About this exercise. For the entries that follow, say how many lines hold the string "RunSummary", with nothing else in the reply.

[Records from a data collection]
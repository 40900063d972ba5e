//! Reading ntuple files.
//!
//! An ntuple gathers a whole run into one file: a header describing the run and
//! its channels, then one record per event holding the event number, the trigger
//! block and one block per channel, all little-endian.
use crate::{
    error::{ReaderError, ReaderResult},
    framer::Event,
    raw_stream::{fill_bytes, load_samples},
    source::EventSource,
};
use hrppd_common::{
    BYTES_PER_SAMPLE, Channel, EventIndex, MAX_DETECTOR_CHANNELS, Real, SAMPLES_PER_EVENT,
    metrics::metric_names::EVENTS_READ,
};
use metrics::counter;
use std::{
    fs::File,
    io::{Read, Seek, SeekFrom},
    mem::size_of,
    path::{Path, PathBuf},
};

/// Longest header string accepted, guards against reading garbage as a length.
const MAX_STRING_BYTES: usize = 1 << 16;

#[derive(Clone, Debug, Default, PartialEq)]
pub struct NtupleHeader {
    pub prog_version: String,
    pub run_descript: String,
    pub run_number: i32,
    pub number_of_channels: i32,
    pub channel_ids: Vec<i32>,
    pub channel_present: Vec<bool>,
    pub number_of_samples: i32,
    pub sample_time: Real,
}

impl NtupleHeader {
    pub(crate) fn load<R: Read>(reader: &mut R) -> ReaderResult<Self> {
        let mut total_bytes = usize::default();
        let prog_version = load_string(reader, &mut total_bytes)?;
        let run_descript = load_string(reader, &mut total_bytes)?;
        let run_number = load_i32(reader, &mut total_bytes)?;
        let number_of_channels = load_i32(reader, &mut total_bytes)?;
        let num_channels = usize::try_from(number_of_channels)
            .ok()
            .filter(|&n| n <= MAX_DETECTOR_CHANNELS)
            .ok_or_else(|| {
                ReaderError::MalformedHeader(format!(
                    "{number_of_channels} channels, expected at most {MAX_DETECTOR_CHANNELS}"
                ))
            })?;
        let header = NtupleHeader {
            prog_version,
            run_descript,
            run_number,
            number_of_channels,
            channel_ids: load_i32_vec(reader, num_channels, &mut total_bytes)?,
            channel_present: load_bool_vec(reader, num_channels, &mut total_bytes)?,
            number_of_samples: load_i32(reader, &mut total_bytes)?,
            sample_time: load_f64(reader, &mut total_bytes)?,
        };
        if header.number_of_samples as usize != SAMPLES_PER_EVENT {
            return Err(ReaderError::MalformedHeader(format!(
                "{} samples per event, expected {SAMPLES_PER_EVENT}",
                header.number_of_samples
            )));
        }
        if let Some(id) = header.channel_ids.iter().find(|&&id| id < 0) {
            return Err(ReaderError::MalformedHeader(format!(
                "negative channel id {id}"
            )));
        }
        debug_assert_eq!(total_bytes, header.get_size());
        Ok(header)
    }

    pub(crate) fn get_size(&self) -> usize {
        size_of::<i32>() + self.prog_version.len() + // prog_version
        size_of::<i32>() + self.run_descript.len() + // run_descript
        size_of::<i32>() + // run_number
        size_of::<i32>() + // number_of_channels
        size_of::<i32>() * self.channel_ids.len() + // channel_ids
        size_of::<u8>() * self.channel_present.len() + // channel_present
        size_of::<i32>() + // number_of_samples
        size_of::<f64>() // sample_time
    }

    pub(crate) fn get_event_size(&self) -> usize {
        size_of::<i32>() + (1 + self.channel_ids.len()) * SAMPLES_PER_EVENT * BYTES_PER_SAMPLE
    }

    pub fn channels(&self) -> Vec<Channel> {
        self.channel_ids.iter().map(|&id| id as Channel).collect()
    }
}

#[derive(Debug)]
pub struct NtupleFile {
    path: PathBuf,
    file: File,
    header: NtupleHeader,
    num_events: usize,
}

impl NtupleFile {
    pub fn header(&self) -> &NtupleHeader {
        &self.header
    }

    pub fn path(&self) -> &Path {
        &self.path
    }

    pub fn get_event(&mut self, index: EventIndex) -> ReaderResult<Event> {
        if index >= self.num_events {
            return Err(ReaderError::EventOutOfRange {
                index,
                num_events: self.num_events,
            });
        }
        self.file.seek(SeekFrom::Start(
            (self.header.get_size() + index * self.header.get_event_size()) as u64,
        ))?;
        let mut total_bytes = usize::default();
        let _event_number = load_i32(&mut self.file, &mut total_bytes)?;
        let trigger = load_samples(&mut self.file, SAMPLES_PER_EVENT)?;
        let channels = self
            .header
            .channels()
            .into_iter()
            .map(|channel| {
                let samples = load_samples(&mut self.file, SAMPLES_PER_EVENT)?;
                Ok::<_, ReaderError>((channel, samples))
            })
            .collect::<ReaderResult<_>>()?;
        counter!(EVENTS_READ).increment(1);
        Ok(Event {
            index,
            trigger,
            channels,
        })
    }
}

impl EventSource for NtupleFile {
    fn num_events(&self) -> usize {
        self.num_events
    }

    fn channels(&self) -> Vec<Channel> {
        self.header.channels()
    }

    fn read_event(&mut self, index: EventIndex) -> ReaderResult<Event> {
        self.get_event(index)
    }

    fn reopen(&self) -> ReaderResult<Self> {
        load_ntuple_file(&self.path)
    }
}

pub fn load_ntuple_file(path: &Path) -> ReaderResult<NtupleFile> {
    let mut file = File::open(path)?;
    let header = NtupleHeader::load(&mut file)?;
    let file_size = file.metadata()?.len() as usize;
    let size_minus_header = file_size.checked_sub(header.get_size()).ok_or_else(|| {
        ReaderError::MalformedHeader(format!(
            "file of {file_size} bytes is shorter than its header"
        ))
    })?;
    let event_size = header.get_event_size();
    if size_minus_header % event_size != 0 {
        Err(ReaderError::TrailingBytes(size_minus_header % event_size))
    } else {
        Ok(NtupleFile {
            path: path.to_owned(),
            file,
            header,
            num_events: size_minus_header / event_size,
        })
    }
}

fn load_scalar<R: Read, const B: usize>(
    reader: &mut R,
    total_bytes: &mut usize,
) -> ReaderResult<[u8; B]> {
    let mut bytes = [0; B];
    fill_bytes(reader, &mut bytes)?;
    *total_bytes += B;
    Ok(bytes)
}

pub(crate) fn load_i32<R: Read>(reader: &mut R, total_bytes: &mut usize) -> ReaderResult<i32> {
    Ok(i32::from_le_bytes(load_scalar(reader, total_bytes)?))
}

pub(crate) fn load_f64<R: Read>(reader: &mut R, total_bytes: &mut usize) -> ReaderResult<f64> {
    Ok(f64::from_le_bytes(load_scalar(reader, total_bytes)?))
}

pub(crate) fn load_bool<R: Read>(reader: &mut R, total_bytes: &mut usize) -> ReaderResult<bool> {
    Ok(u8::from_le_bytes(load_scalar(reader, total_bytes)?) != 0)
}

pub(crate) fn load_bool_vec<R: Read>(
    reader: &mut R,
    size: usize,
    total_bytes: &mut usize,
) -> ReaderResult<Vec<bool>> {
    (0..size).map(|_| load_bool(reader, total_bytes)).collect()
}

pub(crate) fn load_i32_vec<R: Read>(
    reader: &mut R,
    size: usize,
    total_bytes: &mut usize,
) -> ReaderResult<Vec<i32>> {
    (0..size).map(|_| load_i32(reader, total_bytes)).collect()
}

pub(crate) fn load_string<R: Read>(
    reader: &mut R,
    total_bytes: &mut usize,
) -> ReaderResult<String> {
    let size = load_i32(reader, total_bytes)?;
    let size = usize::try_from(size)
        .ok()
        .filter(|&size| size <= MAX_STRING_BYTES)
        .ok_or_else(|| ReaderError::MalformedHeader(format!("string of length {size}")))?;
    let mut string_bytes = vec![0; size];
    fill_bytes(reader, &mut string_bytes)?;
    *total_bytes += size;
    String::from_utf8(string_bytes).map_err(|e| ReaderError::MalformedHeader(e.to_string()))
}
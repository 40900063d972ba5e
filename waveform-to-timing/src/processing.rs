//! Per-event processing and the parallel run driver.
use crate::{
    cfd::{CfdAnalysis, CfdDiscriminator, CfdError},
    conditioning::{ConditionedWaveform, Conditioner},
    derived::{npe, overshoot, timing_difference},
    filter::{FilteredWaveform, LowPassFilter},
    gate::{SignalDecision, SignalGate},
    parameters::AnalysisSettings,
};
use hrppd_common::{
    Channel, EventIndex, Real, SAMPLES_PER_EVENT,
    metrics::{
        failures::{self, FailureKind},
        metric_names::{EVENTS_PROCESSED, FAILURES, SIGNALS_ACCEPTED, TIMINGS_EXTRACTED},
        waveform_kind::{self, WaveformKind},
    },
};
use itertools::Itertools;
use metrics::counter;
use rayon::prelude::*;
use std::io;
use thiserror::Error;
use tracing::{debug, info, instrument};
use waveform_reader::{Event, EventSource, ReaderError, ReaderResult};

/// Events handed to the workers at a time.
const CHUNK_SIZE: usize = 1000;

pub type TimingResult = Result<Real, CfdError>;

#[derive(Debug, Error)]
pub enum ProcessingError {
    #[error("Cannot read event: {0}")]
    Reader(#[from] ReaderError),
    #[error("Cannot write output: {0}")]
    Sink(#[from] io::Error),
}

/// Everything worked out for one event.
#[derive(Debug, Clone, PartialEq)]
pub struct EventRecord {
    pub event_index: EventIndex,
    pub channel: Channel,
    pub conditioned_trigger: ConditionedWaveform,
    pub conditioned_channel: ConditionedWaveform,
    pub decision: SignalDecision,
    /// The remaining fields are only worked out for valid signals.
    pub timing_trigger: Option<TimingResult>,
    pub timing_channel: Option<TimingResult>,
    pub npe: Option<Real>,
    pub overshoot: Option<Real>,
    pub filtered: Option<FilteredWaveform>,
    pub trigger_analysis: Option<CfdAnalysis>,
    pub channel_analysis: Option<CfdAnalysis>,
}

impl EventRecord {
    pub fn trigger_time(&self) -> Option<Real> {
        self.timing_trigger.clone()?.ok()
    }

    pub fn channel_time(&self) -> Option<Real> {
        self.timing_channel.clone()?.ok()
    }

    pub fn timing_difference(&self) -> Option<Real> {
        timing_difference(self.trigger_time(), self.channel_time())
    }
}

/// Runs the stages over one event. Each worker owns one of these.
#[derive(Debug)]
pub struct EventProcessor {
    settings: AnalysisSettings,
    conditioner: Conditioner,
    gate: SignalGate,
    trigger_cfd: CfdDiscriminator,
    detector_cfd: CfdDiscriminator,
    filter: Option<LowPassFilter>,
    /// Valid events still to keep their CFD analyses for.
    analyses_remaining: usize,
}

impl EventProcessor {
    pub fn new(settings: &AnalysisSettings) -> Self {
        Self {
            settings: settings.clone(),
            conditioner: Conditioner::new(settings),
            gate: SignalGate::new(settings),
            trigger_cfd: CfdDiscriminator::new(&settings.trigger, settings.sample_interval),
            detector_cfd: CfdDiscriminator::new(&settings.detector, settings.sample_interval),
            filter: settings.apply_filter.then(|| {
                LowPassFilter::new(
                    SAMPLES_PER_EVENT,
                    settings.fft_cutoff,
                    settings.sampling_rate,
                )
            }),
            analyses_remaining: settings.diagnostic_events,
        }
    }

    #[instrument(skip_all, level = "debug", fields(event = event.index, channel = self.settings.channel))]
    pub fn process(&mut self, event: &Event) -> EventRecord {
        let channel = self.settings.channel;
        let conditioned_trigger = self.conditioner.correct(&event.trigger);
        let conditioned_channel = match event.channel(channel) {
            Some(samples) => self.conditioner.correct(samples),
            None => {
                debug!("Event holds no waveform for channel {channel}");
                ConditionedWaveform::from(vec![0.0; event.trigger.len()])
            }
        };
        let decision = self.gate.decide(&conditioned_channel);
        counter!(EVENTS_PROCESSED).increment(1);

        let mut record = EventRecord {
            event_index: event.index,
            channel,
            conditioned_trigger,
            conditioned_channel,
            decision,
            timing_trigger: None,
            timing_channel: None,
            npe: None,
            overshoot: None,
            filtered: None,
            trigger_analysis: None,
            channel_analysis: None,
        };
        if !decision.valid {
            return record;
        }
        counter!(SIGNALS_ACCEPTED).increment(1);

        let keep = self.analyses_remaining > 0;
        self.analyses_remaining = self.analyses_remaining.saturating_sub(1);
        let (timing, analysis) =
            self.extract(WaveformKind::Trigger, &record.conditioned_trigger, keep);
        record.timing_trigger = Some(timing);
        record.trigger_analysis = analysis;
        let (timing, analysis) =
            self.extract(WaveformKind::Detector, &record.conditioned_channel, keep);
        record.timing_channel = Some(timing);
        record.channel_analysis = analysis;

        let detector = &self.settings.detector;
        record.npe = npe(
            &record.conditioned_channel,
            detector.window,
            self.settings.sample_interval,
        );
        record.overshoot = overshoot(&record.conditioned_channel, detector.window, detector.polarity);
        record.filtered = self
            .filter
            .as_mut()
            .map(|filter| filter.apply(&record.conditioned_channel));
        record
    }

    fn extract(
        &self,
        kind: WaveformKind,
        waveform: &[Real],
        keep: bool,
    ) -> (TimingResult, Option<CfdAnalysis>) {
        let discriminator = match kind {
            WaveformKind::Trigger => &self.trigger_cfd,
            WaveformKind::Detector => &self.detector_cfd,
        };
        match discriminator.analyse(waveform) {
            Ok(analysis) => {
                counter!(TIMINGS_EXTRACTED, &[waveform_kind::get_label(kind)]).increment(1);
                (Ok(analysis.crossing), keep.then_some(analysis))
            }
            Err(e) => {
                debug!("{kind:?} timing unavailable: {e}");
                counter!(FAILURES, &[failures::get_label(e.failure_kind())]).increment(1);
                (Err(e), None)
            }
        }
    }
}

/// Receives the records of a run in event order.
pub trait EventSink {
    fn accept(&mut self, record: &EventRecord) -> io::Result<()>;

    fn finish(&mut self) -> io::Result<()> {
        Ok(())
    }
}

impl EventSink for Vec<EventRecord> {
    fn accept(&mut self, record: &EventRecord) -> io::Result<()> {
        self.push(record.clone());
        Ok(())
    }
}

impl<T: EventSink> EventSink for Option<T> {
    fn accept(&mut self, record: &EventRecord) -> io::Result<()> {
        self.as_mut().map_or(Ok(()), |sink| sink.accept(record))
    }

    fn finish(&mut self) -> io::Result<()> {
        self.as_mut().map_or(Ok(()), EventSink::finish)
    }
}

impl<A: EventSink, B: EventSink> EventSink for (A, B) {
    fn accept(&mut self, record: &EventRecord) -> io::Result<()> {
        self.0.accept(record)?;
        self.1.accept(record)
    }

    fn finish(&mut self) -> io::Result<()> {
        self.0.finish()?;
        self.1.finish()
    }
}

#[derive(Default, Debug, Clone, PartialEq)]
pub struct RunSummary {
    pub processed: usize,
    pub valid: usize,
    pub trigger_timing_unavailable: usize,
    pub channel_timing_unavailable: usize,
}

impl RunSummary {
    fn record(&mut self, record: &EventRecord) {
        self.processed += 1;
        if record.decision.valid {
            self.valid += 1;
        }
        if matches!(record.timing_trigger, Some(Err(_))) {
            self.trigger_timing_unavailable += 1;
        }
        if matches!(record.timing_channel, Some(Err(_))) {
            self.channel_timing_unavailable += 1;
        }
    }
}

/// Processes the first `max_events` events of `source` (all of them if `None`).
///
/// Each rayon worker reads through its own reopened copy of the source. Records
/// reach `sink` in event order. The first event that cannot be read ends the run.
#[instrument(skip_all)]
pub fn process_run<S: EventSource, K: EventSink>(
    source: &S,
    settings: &AnalysisSettings,
    sink: &mut K,
    max_events: Option<usize>,
) -> Result<RunSummary, ProcessingError> {
    let num_events = max_events.map_or(source.num_events(), |max| {
        max.min(source.num_events())
    });
    let num_workers = rayon::current_num_threads().clamp(1, num_events.max(1));
    let mut workers = (0..num_workers)
        .map(|_| Ok((source.reopen()?, EventProcessor::new(settings))))
        .collect::<ReaderResult<Vec<_>>>()?;
    info!("Processing {num_events} events with {num_workers} workers");

    let mut summary = RunSummary::default();
    for chunk in &(0..num_events).chunks(CHUNK_SIZE) {
        let indices: Vec<EventIndex> = chunk.collect();
        let per_worker = indices.len().div_ceil(num_workers);
        let results: Vec<Vec<ReaderResult<EventRecord>>> = workers
            .par_iter_mut()
            .zip(indices.par_chunks(per_worker))
            .map(|((source, processor), indices)| {
                indices
                    .iter()
                    .map(|&index| Ok(processor.process(&source.read_event(index)?)))
                    .collect()
            })
            .collect();

        for result in results.into_iter().flatten() {
            let record = result.inspect_err(|_| {
                counter!(
                    FAILURES,
                    &[failures::get_label(FailureKind::EventReadFailed)]
                )
                .increment(1)
            })?;
            summary.record(&record);
            sink.accept(&record).inspect_err(|_| {
                counter!(
                    FAILURES,
                    &[failures::get_label(FailureKind::FileWriteFailed)]
                )
                .increment(1)
            })?;
        }
        info!("Processed {} of {num_events} events", summary.processed);
    }
    sink.finish()?;
    Ok(summary)
}
//! Where a run's files live on disk.
use hrppd_common::{Channel, RunNumber};
use std::path::{Path, PathBuf};

const TRIGGER_FILE_NAME: &str = "TR_0_0.dat";
const ANGLE_SCAN_DIRECTORY: &str = "1.4T Angle scan";
const LATER_RUNS_DIRECTORY: &str = "Run after 135";

/// Runs before this number sit directly under the raw data path.
const FIRST_LATER_RUN: RunNumber = 136;
const ANGLE_SCAN_RUNS: std::ops::RangeInclusive<RunNumber> = 147..=165;

#[derive(Clone, Debug)]
pub struct RunLayout {
    raw_data_path: PathBuf,
    ntuple_path: PathBuf,
}

impl RunLayout {
    pub fn new(raw_data_path: impl Into<PathBuf>, ntuple_path: impl Into<PathBuf>) -> Self {
        Self {
            raw_data_path: raw_data_path.into(),
            ntuple_path: ntuple_path.into(),
        }
    }

    pub fn raw_data_path(&self) -> &Path {
        &self.raw_data_path
    }

    pub fn ntuple_path(&self) -> &Path {
        &self.ntuple_path
    }

    pub fn run_directory(&self, run: RunNumber) -> PathBuf {
        let run_name = format!("run{run}");
        if run < FIRST_LATER_RUN {
            self.raw_data_path.join(run_name)
        } else if ANGLE_SCAN_RUNS.contains(&run) {
            self.raw_data_path.join(ANGLE_SCAN_DIRECTORY).join(run_name)
        } else {
            self.raw_data_path.join(LATER_RUNS_DIRECTORY).join(run_name)
        }
    }

    pub fn trigger_path(&self, run: RunNumber) -> PathBuf {
        self.run_directory(run).join(TRIGGER_FILE_NAME)
    }

    pub fn channel_path(&self, run: RunNumber, channel: Channel) -> PathBuf {
        self.run_directory(run).join(format!("wave_{channel}.dat"))
    }

    pub fn ntuple_file(&self, run: RunNumber) -> PathBuf {
        self.ntuple_path.join(format!("MCP_Run_{run}_ntuple.bin"))
    }

    pub fn ntuple_exists(&self, run: RunNumber) -> bool {
        self.ntuple_file(run).is_file()
    }
}

#[cfg(test)]
mod tests {
    use super::*;

    fn layout() -> RunLayout {
        RunLayout::new("/data/raw", "/data/ntuples")
    }

    #[test]
    fn early_runs_are_at_top_level() {
        assert_eq!(layout().run_directory(12), PathBuf::from("/data/raw/run12"));
        assert_eq!(
            layout().run_directory(135),
            PathBuf::from("/data/raw/run135")
        );
    }

    #[test]
    fn angle_scan_runs() {
        for run in [147, 150, 165] {
            assert_eq!(
                layout().run_directory(run),
                PathBuf::from(format!("/data/raw/1.4T Angle scan/run{run}"))
            );
        }
    }

    #[test]
    fn later_runs() {
        for run in [136, 146, 166, 400] {
            assert_eq!(
                layout().run_directory(run),
                PathBuf::from(format!("/data/raw/Run after 135/run{run}"))
            );
        }
    }

    #[test]
    fn file_names() {
        assert_eq!(
            layout().trigger_path(7),
            PathBuf::from("/data/raw/run7/TR_0_0.dat")
        );
        assert_eq!(
            layout().channel_path(7, 11),
            PathBuf::from("/data/raw/run7/wave_11.dat")
        );
        assert_eq!(
            layout().ntuple_file(7),
            PathBuf::from("/data/ntuples/MCP_Run_7_ntuple.bin")
        );
        assert!(!layout().ntuple_exists(7));
    }
}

Answer space. 4